WORK REQUIRED: Identify the line in which "use crate::models::QaEntry;" appears, then reproduce that line and all remaining lines of the records word for word.

MATERIAL FOR THIS EXERCISE:

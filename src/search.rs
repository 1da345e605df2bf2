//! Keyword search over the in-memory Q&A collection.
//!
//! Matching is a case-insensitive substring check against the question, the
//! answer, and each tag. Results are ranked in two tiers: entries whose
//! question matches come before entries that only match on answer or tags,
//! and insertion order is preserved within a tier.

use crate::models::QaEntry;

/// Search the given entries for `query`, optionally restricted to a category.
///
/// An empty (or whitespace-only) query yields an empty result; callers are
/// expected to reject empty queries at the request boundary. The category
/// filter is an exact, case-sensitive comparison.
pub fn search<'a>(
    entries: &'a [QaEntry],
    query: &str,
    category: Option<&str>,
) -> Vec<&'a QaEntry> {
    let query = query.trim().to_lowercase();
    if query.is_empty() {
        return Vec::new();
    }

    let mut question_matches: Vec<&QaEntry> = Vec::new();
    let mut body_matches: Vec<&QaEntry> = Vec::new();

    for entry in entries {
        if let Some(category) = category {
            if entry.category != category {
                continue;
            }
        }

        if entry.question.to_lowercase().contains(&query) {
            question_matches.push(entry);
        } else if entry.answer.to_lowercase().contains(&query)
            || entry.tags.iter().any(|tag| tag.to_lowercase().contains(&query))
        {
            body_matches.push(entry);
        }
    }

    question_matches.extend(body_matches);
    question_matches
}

EXERCISE ANSWER:
use crate::models::QaEntry;

/// Search the given entries for `query`, optionally restricted to a category.
///
/// An empty (or whitespace-only) query yields an empty result; callers are
/// expected to reject empty queries at the request boundary. The category
/// filter is an exact, case-sensitive comparison.
pub fn search<'a>(
    entries: &'a [QaEntry],
    query: &str,
    category: Option<&str>,
) -> Vec<&'a QaEntry> {
    let query = query.trim().to_lowercase();
    if query.is_empty() {
        return Vec::new();
    }

    let mut question_matches: Vec<&QaEntry> = Vec::new();
    let mut body_matches: Vec<&QaEntry> = Vec::new();

    for entry in entries {
        if let Some(category) = category {
            if entry.category != category {
                continue;
            }
        }

        if entry.question.to_lowercase().contains(&query) {
            question_matches.push(entry);
        } else if entry.answer.to_lowercase().contains(&query)
            || entry.tags.iter().any(|tag| tag.to_lowercase().contains(&query))
        {
            body_matches.push(entry);
        }
    }

    question_matches.extend(body_matches);
    question_matches
}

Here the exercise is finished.